//! ScriptedStatusSource - 台本どおりに応答する StatusSource
//!
//! # 学習ポイント
//! - 応答ごとに遅延を指定できる（tokio::time::sleep）
//! - `start_paused` のテストでは仮想時間で進むので、遅い応答の競合を再現できる

use std::collections::VecDeque;
use std::sync::atomic::{AtomicUsize, Ordering};
use std::sync::{Mutex, PoisonError};
use std::time::Duration;

use async_trait::async_trait;

use crate::domain::{QueryError, StatusRecord};
use crate::ports::StatusSource;

/// One scripted answer.
#[derive(Debug, Clone)]
pub struct ScriptedReply {
    pub delay: Duration,
    pub result: Result<StatusRecord, QueryError>,
}

impl ScriptedReply {
    pub fn record(record: StatusRecord) -> Self {
        Self {
            delay: Duration::ZERO,
            result: Ok(record),
        }
    }

    pub fn error(err: QueryError) -> Self {
        Self {
            delay: Duration::ZERO,
            result: Err(err),
        }
    }

    pub fn after(mut self, delay: Duration) -> Self {
        self.delay = delay;
        self
    }
}

/// Replays replies in order, one per `fetch`.
///
/// Once the script runs out it either repeats the last reply (`repeating`) or
/// fails with [`QueryError::Exhausted`] (`new`).
#[derive(Debug)]
pub struct ScriptedStatusSource {
    replies: Mutex<VecDeque<ScriptedReply>>,
    repeat_last: bool,
    calls: AtomicUsize,
}

impl ScriptedStatusSource {
    pub fn new(replies: Vec<ScriptedReply>) -> Self {
        Self {
            replies: Mutex::new(replies.into()),
            repeat_last: false,
            calls: AtomicUsize::new(0),
        }
    }

    pub fn repeating(replies: Vec<ScriptedReply>) -> Self {
        Self {
            repeat_last: true,
            ..Self::new(replies)
        }
    }

    /// Number of `fetch` calls so far.
    pub fn calls(&self) -> usize {
        self.calls.load(Ordering::SeqCst)
    }

    fn next_reply(&self) -> Option<ScriptedReply> {
        let mut replies = self.replies.lock().unwrap_or_else(PoisonError::into_inner);
        if self.repeat_last && replies.len() == 1 {
            return replies.front().cloned();
        }
        replies.pop_front()
    }
}

#[async_trait]
impl StatusSource for ScriptedStatusSource {
    async fn fetch(&self) -> Result<StatusRecord, QueryError> {
        self.calls.fetch_add(1, Ordering::SeqCst);
        let Some(reply) = self.next_reply() else {
            return Err(QueryError::Exhausted);
        };
        if !reply.delay.is_zero() {
            tokio::time::sleep(reply.delay).await;
        }
        reply.result
    }
}

#[cfg(test)]
mod tests {
    use super::*;

    #[tokio::test]
    async fn replays_in_order_then_exhausts() {
        let source = ScriptedStatusSource::new(vec![
            ScriptedReply::record(StatusRecord::running("queued")),
            ScriptedReply::error(QueryError::HttpStatus(502)),
        ]);

        assert_eq!(source.fetch().await.unwrap().status, "queued");
        assert_eq!(source.fetch().await, Err(QueryError::HttpStatus(502)));
        assert_eq!(source.fetch().await, Err(QueryError::Exhausted));
        assert_eq!(source.calls(), 3);
    }

    #[tokio::test]
    async fn repeating_keeps_last_reply() {
        let source = ScriptedStatusSource::repeating(vec![
            ScriptedReply::error(QueryError::Network("reset".into())),
            ScriptedReply::record(StatusRecord::running("in_progress")),
        ]);

        assert!(source.fetch().await.is_err());
        for _ in 0..3 {
            assert_eq!(source.fetch().await.unwrap().status, "in_progress");
        }
    }

    #[tokio::test(start_paused = true)]
    async fn delay_is_applied() {
        let source = ScriptedStatusSource::new(vec![
            ScriptedReply::record(StatusRecord::running("queued")).after(Duration::from_millis(700)),
        ]);
        let start = tokio::time::Instant::now();
        source.fetch().await.unwrap();
        assert!(start.elapsed() >= Duration::from_millis(700));
    }
}
//! PollerConfig - ポーリング設定

use std::time::Duration;

use serde::{Deserialize, Serialize};

/// Default cadence between scheduled queries.
pub const DEFAULT_POLL_INTERVAL_MS: u64 = 5000;

#[derive(Debug, Clone, Copy, PartialEq, Eq, Serialize, Deserialize)]
pub struct PollerConfig {
    #[serde(default = "default_interval_ms")]
    pub interval_ms: u64,
}

fn default_interval_ms() -> u64 {
    DEFAULT_POLL_INTERVAL_MS
}

impl PollerConfig {
    pub fn from_millis(interval_ms: u64) -> Self {
        Self { interval_ms }
    }

    pub fn interval(&self) -> Duration {
        Duration::from_millis(self.interval_ms)
    }
}

impl Default for PollerConfig {
    fn default() -> Self {
        Self::from_millis(DEFAULT_POLL_INTERVAL_MS)
    }
}
//! Verdict - ステータスの終端判定
//!
//! `classify` は純粋関数です（タイマーや I/O に依存しない）。
//! DefaultDecider と同じく「観測 → 次のアクション」だけを返します。
//!
//! # 判定ルール（優先順）
//! 1. `status == "completed"` かつ `conclusion == "success"` → Success
//! 2. status が実行中の集合、または conclusion が中立の集合 → Continue
//! 3. それ以外 → Failure（未知の文字列も含む）

use serde::{Deserialize, Serialize};

use super::StatusRecord;

/// Statuses that mean "the job is still going, keep polling".
pub const RUNNING_STATUSES: [&str; 5] = ["in_progress", "queued", "requested", "waiting", "pending"];

/// Conclusions that mean "do not finalize yet", whatever the status says.
pub const NEUTRAL_CONCLUSIONS: [&str; 3] = ["action_required", "neutral", "skipped"];

const COMPLETED: &str = "completed";
const SUCCESS: &str = "success";

/// What the poller should do after observing one record.
#[derive(Debug, Clone, Copy, PartialEq, Eq, Hash, Serialize, Deserialize)]
#[serde(rename_all = "snake_case")]
pub enum Verdict {
    /// Not finished yet; the next scheduled query will fire.
    Continue,
    /// Finished successfully.
    Success,
    /// Finished in any other way.
    Failure,
}

impl Verdict {
    pub fn is_terminal(self) -> bool {
        !matches!(self, Verdict::Continue)
    }
}

/// Classify a record.
///
/// The "keep polling" sets are a closed allow-list: any status/conclusion pair
/// outside them that is not exactly `completed`/`success` is a failure.
pub fn classify(record: &StatusRecord) -> Verdict {
    let conclusion = record.conclusion();

    if record.status == COMPLETED && conclusion == Some(SUCCESS) {
        return Verdict::Success;
    }

    let still_running = RUNNING_STATUSES.contains(&record.status.as_str());
    let neutral = conclusion.is_some_and(|c| NEUTRAL_CONCLUSIONS.contains(&c));
    if still_running || neutral {
        return Verdict::Continue;
    }

    Verdict::Failure
}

____

• **PROBLEM DESCRIPTION**
Retype all the material exactly as shown.

• **TASK RESPONSE**
//! ScriptedStatusSource - 台本どおりに応答する StatusSource
//!
//! # 学習ポイント
//! - 応答ごとに遅延を指定できる（tokio::time::sleep）
//! - `start_paused` のテストでは仮想時間で進むので、遅い応答の競合を再現できる

use std::collections::VecDeque;
use std::sync::atomic::{AtomicUsize, Ordering};
use std::sync::{Mutex, PoisonError};
use std::time::Duration;

use async_trait::async_trait;

use crate::domain::{QueryError, StatusRecord};
use crate::ports::StatusSource;

/// One scripted answer.
#[derive(Debug, Clone)]
pub struct ScriptedReply {
    pub delay: Duration,
    pub result: Result<StatusRecord, QueryError>,
}

impl ScriptedReply {
    pub fn record(record: StatusRecord) -> Self {
        Self {
            delay: Duration::ZERO,
            result: Ok(record),
        }
    }

    pub fn error(err: QueryError) -> Self {
        Self {
            delay: Duration::ZERO,
            result: Err(err),
        }
    }

    pub fn after(mut self, delay: Duration) -> Self {
        self.delay = delay;
        self
    }
}

/// Replays replies in order, one per `fetch`.
///
/// Once the script runs out it either repeats the last reply (`repeating`) or
/// fails with [`QueryError::Exhausted`] (`new`).
#[derive(Debug)]
pub struct ScriptedStatusSource {
    replies: Mutex<VecDeque<ScriptedReply>>,
    repeat_last: bool,
    calls: AtomicUsize,
}

impl ScriptedStatusSource {
    pub fn new(replies: Vec<ScriptedReply>) -> Self {
        Self {
            replies: Mutex::new(replies.into()),
            repeat_last: false,
            calls: AtomicUsize::new(0),
        }
    }

    pub fn repeating(replies: Vec<ScriptedReply>) -> Self {
        Self {
            repeat_last: true,
            ..Self::new(replies)
        }
    }

    /// Number of `fetch` calls so far.
    pub fn calls(&self) -> usize {
        self.calls.load(Ordering::SeqCst)
    }

    fn next_reply(&self) -> Option<ScriptedReply> {
        let mut replies = self.replies.lock().unwrap_or_else(PoisonError::into_inner);
        if self.repeat_last && replies.len() == 1 {
            return replies.front().cloned();
        }
        replies.pop_front()
    }
}

#[async_trait]
impl StatusSource for ScriptedStatusSource {
    async fn fetch(&self) -> Result<StatusRecord, QueryError> {
        self.calls.fetch_add(1, Ordering::SeqCst);
        let Some(reply) = self.next_reply() else {
            return Err(QueryError::Exhausted);
        };
        if !reply.delay.is_zero() {
            tokio::time::sleep(reply.delay).await;
        }
        reply.result
    }
}

#[cfg(test)]
mod tests {
    use super::*;

    #[tokio::test]
    async fn replays_in_order_then_exhausts() {
        let source = ScriptedStatusSource::new(vec![
            ScriptedReply::record(StatusRecord::running("queued")),
            ScriptedReply::error(QueryError::HttpStatus(502)),
        ]);

        assert_eq!(source.fetch().await.unwrap().status, "queued");
        assert_eq!(source.fetch().await, Err(QueryError::HttpStatus(502)));
        assert_eq!(source.fetch().await, Err(QueryError::Exhausted));
        assert_eq!(source.calls(), 3);
    }

    #[tokio::test]
    async fn repeating_keeps_last_reply() {
        let source = ScriptedStatusSource::repeating(vec![
            ScriptedReply::error(QueryError::Network("reset".into())),
            ScriptedReply::record(StatusRecord::running("in_progress")),
        ]);

        assert!(source.fetch().await.is_err());
        for _ in 0..3 {
            assert_eq!(source.fetch().await.unwrap().status, "in_progress");
        }
    }

    #[tokio::test(start_paused = true)]
    async fn delay_is_applied() {
        let source = ScriptedStatusSource::new(vec![
            ScriptedReply::record(StatusRecord::running("queued")).after(Duration::from_millis(700)),
        ]);
        let start = tokio::time::Instant::now();
        source.fetch().await.unwrap();
        assert!(start.elapsed() >= Duration::from_millis(700));
    }
}
//! PollerConfig - ポーリング設定

use std::time::Duration;

use serde::{Deserialize, Serialize};

/// Default cadence between scheduled queries.
pub const DEFAULT_POLL_INTERVAL_MS: u64 = 5000;

#[derive(Debug, Clone, Copy, PartialEq, Eq, Serialize, Deserialize)]
pub struct PollerConfig {
    #[serde(default = "default_interval_ms")]
    pub interval_ms: u64,
}

fn default_interval_ms() -> u64 {
    DEFAULT_POLL_INTERVAL_MS
}

impl PollerConfig {
    pub fn from_millis(interval_ms: u64) -> Self {
        Self { interval_ms }
    }

    pub fn interval(&self) -> Duration {
        Duration::from_millis(self.interval_ms)
    }
}

impl Default for PollerConfig {
    fn default() -> Self {
        Self::from_millis(DEFAULT_POLL_INTERVAL_MS)
    }
}
//! Verdict - ステータスの終端判定
//!
//! `classify` は純粋関数です（タイマーや I/O に依存しない）。
//! DefaultDecider と同じく「観測 → 次のアクション」だけを返します。
//!
//! # 判定ルール（優先順）
//! 1. `status == "completed"` かつ `conclusion == "success"` → Success
//! 2. status が実行中の集合、または conclusion が中立の集合 → Continue
//! 3. それ以外 → Failure（未知の文字列も含む）

use serde::{Deserialize, Serialize};

use super::StatusRecord;

/// Statuses that mean "the job is still going, keep polling".
pub const RUNNING_STATUSES: [&str; 5] = ["in_progress", "queued", "requested", "waiting", "pending"];

/// Conclusions that mean "do not finalize yet", whatever the status says.
pub const NEUTRAL_CONCLUSIONS: [&str; 3] = ["action_required", "neutral", "skipped"];

const COMPLETED: &str = "completed";
const SUCCESS: &str = "success";

/// What the poller should do after observing one record.
#[derive(Debug, Clone, Copy, PartialEq, Eq, Hash, Serialize, Deserialize)]
#[serde(rename_all = "snake_case")]
pub enum Verdict {
    /// Not finished yet; the next scheduled query will fire.
    Continue,
    /// Finished successfully.
    Success,
    /// Finished in any other way.
    Failure,
}

impl Verdict {
    pub fn is_terminal(self) -> bool {
        !matches!(self, Verdict::Continue)
    }
}

/// Classify a record.
///
/// The "keep polling" sets are a closed allow-list: any status/conclusion pair
/// outside them that is not exactly `completed`/`success` is a failure.
pub fn classify(record: &StatusRecord) -> Verdict {
    let conclusion = record.conclusion();

    if record.status == COMPLETED && conclusion == Some(SUCCESS) {
        return Verdict::Success;
    }

    let still_running = RUNNING_STATUSES.contains(&record.status.as_str());
    let neutral = conclusion.is_some_and(|c| NEUTRAL_CONCLUSIONS.contains(&c));
    if still_running || neutral {
        return Verdict::Continue;
    }

    Verdict::Failure
}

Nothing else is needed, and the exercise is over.